Kahn, the son of Latvian immigrants to Philadelphia, forewent a full scholarship to art school to attend the prestigious architecture programme at the University of Pennsylvania. Penn’s Beaux-Arts-style curriculum meant that the young Kahn – already considered a gifted artist as a teenager – was required to take more than 60 hours of freehand drawing and painting classes.

Also included in the Beaux-Arts indoctrination was the appreciation for the classical form. It may not be immediately evident in much of Kahn’s work, or to the untrained eye, but Kahn was much more of a formalist than is usually recognized. Far from the lambasting Modernism that was coming into vogue in Europe in the ’50s, and slowly seeping into the American architectural conscience of the ’60s, Kahn’s touch could be understated and approachable, despite the monumentality of many of his buildings.

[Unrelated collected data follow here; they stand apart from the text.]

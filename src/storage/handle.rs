//! Store Handle
//!
//! [`TtlMap`] bundles a shared [`Store`] with the [`Reclaimer`] that serves
//! it, and owns the shutdown order: stop the reclaimer, wait for it, then
//! drop every record.

use crate::config::StoreConfig;
use crate::error::Result;
use crate::storage::clock::{ClockSource, SystemClock};
use crate::storage::engine::Store;
use crate::storage::reclaimer::{Reclaimer, TickReport};
use std::hash::Hash;
use std::ops::Deref;
use std::sync::Arc;
use tokio::sync::watch;
use tracing::info;

/// A store with a running background reclaimer.
///
/// Dereferences to [`Store`], so every store operation is available directly.
///
/// # Example
///
/// ```
/// use chronokv::{StoreConfig, TtlMap, Ttl};
///
/// #[tokio::main]
/// async fn main() -> chronokv::Result<()> {
///     let map = TtlMap::start(StoreConfig::default())?;
///     map.insert(1u32, "one", Ttl::millis(500));
///     assert_eq!(map.get(&1), Some("one"));
///
///     let dropped = map.shutdown().await?;
///     assert_eq!(dropped, 1);
///     Ok(())
/// }
/// ```
#[derive(Debug)]
pub struct TtlMap<K, V> {
    store: Arc<Store<K, V>>,
    reclaimer: Reclaimer,
}

impl<K, V> TtlMap<K, V>
where
    K: Eq + Hash + Clone + Send + Sync + 'static,
    V: Clone + Send + Sync + 'static,
{
    /// Creates a store and starts its reclaimer.
    ///
    /// # Panics
    ///
    /// Panics if called outside of a Tokio runtime.
    pub fn start(config: StoreConfig) -> Result<Self> {
        Self::with_clock(config, Arc::new(SystemClock))
    }

    /// Like [`start`](Self::start), reading time from `clock`.
    pub fn with_clock(config: StoreConfig, clock: Arc<dyn ClockSource>) -> Result<Self> {
        let store = Arc::new(Store::with_clock(config, clock)?);
        let reclaimer = Reclaimer::start(Arc::clone(&store));
        Ok(Self { store, reclaimer })
    }

    /// The shared store, for handing to worker threads.
    pub fn store(&self) -> &Arc<Store<K, V>> {
        &self.store
    }

    /// Receives a [`TickReport`] after every reclaimer tick.
    pub fn subscribe(&self) -> watch::Receiver<TickReport> {
        self.reclaimer.subscribe()
    }

    /// Stops and joins the reclaimer, then drops every record.
    ///
    /// Operations racing with shutdown on other clones of the store either
    /// finish before the records are dropped or see an empty store.
    /// Returns the number of keys that were still present.
    pub async fn shutdown(self) -> Result<usize> {
        self.reclaimer.shutdown().await?;
        let dropped = self.store.clear();
        info!(dropped, "Store shut down");
        Ok(dropped)
    }
}

impl<K, V> Deref for TtlMap<K, V> {
    type Target = Store<K, V>;

    fn deref(&self) -> &Self::Target {
        &self.store
    }
}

This group of works on paper reveals a young student on a grand tour. They are not subtle, in their blush sepia-toned sentimentality. The watercolour Tower, Positano, Italy (1929) and sketch Trees and Hill/ Wall Gate, Ravello, Italy (1929) are positively paradigmatic Grand Tour sketchbook, but nonetheless strong architectural representations with a hint of warmth and a light touch.

Later, the sketches and pastels of Italy and of Egypt, made while he was in residence at the American Academy in Rome (in 1950–51), manage to suggest a lasting influence on his mature architectural work. The thick, Guston-esque lines of the quarry piles in Aswan (Granite Quarries No. 5b, Aswan, Egypt and Granite Quarries No. 3, Aswan, Egypt, both 1951) could be concept sketches for his monolithic work in Ahmedabad. A visit to Athens produced a few requisite, though surprisingly multi-dimensional and colourful, pastels of the Acropolis (Propylaea, Acropolis, Athens, Greece  and Interior, Parthenon, Acropolis, Athens, Greece, both 1951).

In between, the mid-1930s are marked here by a North American tour from coastal Massachusetts to Nova Scotia, from where Kahn produced a few pictures, some almost child-like in their tone and colour – The White Church No. 3, Rockport, Massachusetts (1930–36) stands out as especially naïve. Moving up the coast into Canada, Kahn’s landscapes of Nova Scotia and Quebec’s Gaspé Peninsula were done the same year as Paul Strand’s studies of the local fishing communities and their architecture in and around Gaspé, though they emit a softer side of life on the rocky coast than the photographer ever elicited. Paul Strand once said of the painter John Marin (who had an architectural background himself) that he moved ‘toward an apocalyptic penetration of the spirit of place’. If, as represented here, Kahn’s works on paper are not so dramatically dark as Marin’s, they do confirm that his insight into the spirit of place, as evidenced in his massive institutional projects, was well established even as a young traveller.